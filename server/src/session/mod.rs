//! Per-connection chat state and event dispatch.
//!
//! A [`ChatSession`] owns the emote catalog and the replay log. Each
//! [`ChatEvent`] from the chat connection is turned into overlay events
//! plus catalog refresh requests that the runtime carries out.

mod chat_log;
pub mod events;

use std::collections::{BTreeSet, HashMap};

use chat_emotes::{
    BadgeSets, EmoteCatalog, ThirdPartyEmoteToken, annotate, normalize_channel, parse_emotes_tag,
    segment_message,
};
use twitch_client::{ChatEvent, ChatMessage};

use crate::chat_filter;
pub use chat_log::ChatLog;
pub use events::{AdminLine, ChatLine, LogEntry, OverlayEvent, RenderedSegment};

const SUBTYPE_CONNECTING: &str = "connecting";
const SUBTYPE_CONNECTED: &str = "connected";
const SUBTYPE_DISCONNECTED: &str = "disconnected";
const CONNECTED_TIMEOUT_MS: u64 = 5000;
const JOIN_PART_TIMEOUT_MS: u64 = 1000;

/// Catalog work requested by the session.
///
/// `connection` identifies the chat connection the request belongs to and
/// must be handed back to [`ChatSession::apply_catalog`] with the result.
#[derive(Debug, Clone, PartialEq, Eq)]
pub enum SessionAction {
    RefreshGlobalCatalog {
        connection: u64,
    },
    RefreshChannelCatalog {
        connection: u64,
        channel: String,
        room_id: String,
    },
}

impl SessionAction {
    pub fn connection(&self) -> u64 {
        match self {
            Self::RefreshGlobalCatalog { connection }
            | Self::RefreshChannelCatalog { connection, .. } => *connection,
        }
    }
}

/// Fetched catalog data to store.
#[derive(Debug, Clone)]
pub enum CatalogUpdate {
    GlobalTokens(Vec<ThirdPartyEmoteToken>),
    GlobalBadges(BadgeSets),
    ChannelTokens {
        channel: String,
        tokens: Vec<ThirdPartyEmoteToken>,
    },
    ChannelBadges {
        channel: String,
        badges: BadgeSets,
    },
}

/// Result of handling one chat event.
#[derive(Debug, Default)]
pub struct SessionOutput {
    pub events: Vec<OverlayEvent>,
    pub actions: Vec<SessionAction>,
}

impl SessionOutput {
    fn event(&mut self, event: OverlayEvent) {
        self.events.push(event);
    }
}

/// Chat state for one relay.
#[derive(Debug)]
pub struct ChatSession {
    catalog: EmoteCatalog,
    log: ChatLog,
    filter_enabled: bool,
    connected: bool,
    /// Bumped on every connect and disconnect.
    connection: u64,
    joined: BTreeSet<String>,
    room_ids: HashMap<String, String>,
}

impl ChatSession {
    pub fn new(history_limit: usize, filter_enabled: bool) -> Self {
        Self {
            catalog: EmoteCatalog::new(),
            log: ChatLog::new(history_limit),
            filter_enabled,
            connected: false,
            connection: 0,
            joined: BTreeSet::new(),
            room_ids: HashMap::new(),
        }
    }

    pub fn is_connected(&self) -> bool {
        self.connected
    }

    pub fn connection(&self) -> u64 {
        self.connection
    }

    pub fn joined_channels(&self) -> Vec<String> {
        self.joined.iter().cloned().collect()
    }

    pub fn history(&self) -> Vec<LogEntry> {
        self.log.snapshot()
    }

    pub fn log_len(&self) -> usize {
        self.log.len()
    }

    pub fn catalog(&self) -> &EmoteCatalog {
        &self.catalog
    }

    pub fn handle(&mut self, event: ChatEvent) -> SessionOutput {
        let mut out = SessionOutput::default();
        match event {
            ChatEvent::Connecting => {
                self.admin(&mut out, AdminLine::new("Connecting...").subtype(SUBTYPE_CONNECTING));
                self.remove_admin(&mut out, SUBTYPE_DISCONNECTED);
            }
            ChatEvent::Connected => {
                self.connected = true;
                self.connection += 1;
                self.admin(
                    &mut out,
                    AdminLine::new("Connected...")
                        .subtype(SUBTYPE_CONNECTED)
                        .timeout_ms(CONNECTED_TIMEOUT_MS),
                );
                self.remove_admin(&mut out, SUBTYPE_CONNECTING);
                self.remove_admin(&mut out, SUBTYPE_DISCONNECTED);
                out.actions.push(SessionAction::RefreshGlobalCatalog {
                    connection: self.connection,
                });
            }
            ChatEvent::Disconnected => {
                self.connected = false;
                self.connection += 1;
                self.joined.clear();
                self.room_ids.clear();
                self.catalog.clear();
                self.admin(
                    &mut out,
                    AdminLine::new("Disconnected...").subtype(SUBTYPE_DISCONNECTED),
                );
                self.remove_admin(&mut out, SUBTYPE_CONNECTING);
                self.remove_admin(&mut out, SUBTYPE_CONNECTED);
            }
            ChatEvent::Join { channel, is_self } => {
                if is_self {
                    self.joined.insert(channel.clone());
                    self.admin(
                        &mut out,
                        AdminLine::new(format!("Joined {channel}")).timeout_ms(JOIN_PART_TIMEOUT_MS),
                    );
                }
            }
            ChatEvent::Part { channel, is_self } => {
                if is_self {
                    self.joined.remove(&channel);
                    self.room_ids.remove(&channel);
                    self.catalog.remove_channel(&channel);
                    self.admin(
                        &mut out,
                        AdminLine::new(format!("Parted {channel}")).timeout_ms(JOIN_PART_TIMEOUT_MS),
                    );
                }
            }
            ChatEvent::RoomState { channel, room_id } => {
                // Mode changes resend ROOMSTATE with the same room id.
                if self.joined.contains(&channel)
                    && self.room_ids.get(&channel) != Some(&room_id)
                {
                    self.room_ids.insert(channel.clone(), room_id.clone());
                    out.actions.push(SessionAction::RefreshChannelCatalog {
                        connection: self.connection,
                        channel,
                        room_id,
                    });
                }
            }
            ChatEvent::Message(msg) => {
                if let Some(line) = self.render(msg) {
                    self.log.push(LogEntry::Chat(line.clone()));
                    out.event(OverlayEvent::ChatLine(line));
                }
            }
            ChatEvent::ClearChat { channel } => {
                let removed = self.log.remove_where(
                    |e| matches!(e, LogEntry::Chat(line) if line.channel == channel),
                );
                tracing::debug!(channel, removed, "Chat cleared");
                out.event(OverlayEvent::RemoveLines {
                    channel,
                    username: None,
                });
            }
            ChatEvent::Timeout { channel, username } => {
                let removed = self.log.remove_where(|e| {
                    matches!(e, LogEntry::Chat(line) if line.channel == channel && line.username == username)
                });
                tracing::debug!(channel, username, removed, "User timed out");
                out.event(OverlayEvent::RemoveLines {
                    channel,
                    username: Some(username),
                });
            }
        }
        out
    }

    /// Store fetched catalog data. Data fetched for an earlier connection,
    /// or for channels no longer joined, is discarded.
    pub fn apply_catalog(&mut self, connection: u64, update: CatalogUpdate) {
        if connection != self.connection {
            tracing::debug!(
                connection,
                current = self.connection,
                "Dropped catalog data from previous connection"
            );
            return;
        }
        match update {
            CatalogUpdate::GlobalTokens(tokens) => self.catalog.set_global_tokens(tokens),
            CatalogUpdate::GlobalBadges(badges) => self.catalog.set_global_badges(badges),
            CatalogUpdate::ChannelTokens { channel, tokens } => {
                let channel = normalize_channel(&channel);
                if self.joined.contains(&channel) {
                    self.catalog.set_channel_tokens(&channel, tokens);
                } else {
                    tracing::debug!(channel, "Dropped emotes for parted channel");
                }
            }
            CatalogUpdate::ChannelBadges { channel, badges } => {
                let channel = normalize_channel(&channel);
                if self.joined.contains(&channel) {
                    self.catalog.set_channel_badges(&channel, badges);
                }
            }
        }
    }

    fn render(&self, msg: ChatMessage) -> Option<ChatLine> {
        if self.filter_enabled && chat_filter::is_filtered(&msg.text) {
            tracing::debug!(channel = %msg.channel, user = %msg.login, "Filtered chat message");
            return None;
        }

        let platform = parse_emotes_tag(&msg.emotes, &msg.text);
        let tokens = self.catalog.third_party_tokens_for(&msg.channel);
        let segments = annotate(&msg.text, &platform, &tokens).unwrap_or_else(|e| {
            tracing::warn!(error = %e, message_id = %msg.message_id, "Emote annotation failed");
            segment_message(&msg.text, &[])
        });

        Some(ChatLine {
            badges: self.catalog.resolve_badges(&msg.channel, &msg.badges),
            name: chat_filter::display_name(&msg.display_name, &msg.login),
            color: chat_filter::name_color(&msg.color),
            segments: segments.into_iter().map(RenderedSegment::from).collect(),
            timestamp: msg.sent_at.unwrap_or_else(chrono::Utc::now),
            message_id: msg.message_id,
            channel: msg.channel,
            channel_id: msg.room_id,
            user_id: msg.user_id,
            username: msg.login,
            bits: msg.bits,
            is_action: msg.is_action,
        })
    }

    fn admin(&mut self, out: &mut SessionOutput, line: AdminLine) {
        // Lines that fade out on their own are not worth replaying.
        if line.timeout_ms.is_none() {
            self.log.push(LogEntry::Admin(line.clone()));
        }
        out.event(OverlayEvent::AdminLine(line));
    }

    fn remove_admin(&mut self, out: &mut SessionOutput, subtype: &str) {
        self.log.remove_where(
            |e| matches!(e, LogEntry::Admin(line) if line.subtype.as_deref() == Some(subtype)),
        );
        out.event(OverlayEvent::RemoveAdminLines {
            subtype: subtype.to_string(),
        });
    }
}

━━━━━━━━

Your instructions — Could you please copy the lines of the listing above exactly, from its first line through the line bearing "const SUBTYPE_DISCONNECTED: &str", and nothing more?

Task output —
filename server/src/session/mod.rs
//! Per-connection chat state and event dispatch.
//!
//! A [`ChatSession`] owns the emote catalog and the replay log. Each
//! [`ChatEvent`] from the chat connection is turned into overlay events
//! plus catalog refresh requests that the runtime carries out.

mod chat_log;
pub mod events;

use std::collections::{BTreeSet, HashMap};

use chat_emotes::{
    BadgeSets, EmoteCatalog, ThirdPartyEmoteToken, annotate, normalize_channel, parse_emotes_tag,
    segment_message,
};
use twitch_client::{ChatEvent, ChatMessage};

use crate::chat_filter;
pub use chat_log::ChatLog;
pub use events::{AdminLine, ChatLine, LogEntry, OverlayEvent, RenderedSegment};

const SUBTYPE_CONNECTING: &str = "connecting";
const SUBTYPE_CONNECTED: &str = "connected";
const SUBTYPE_DISCONNECTED: &str = "disconnected";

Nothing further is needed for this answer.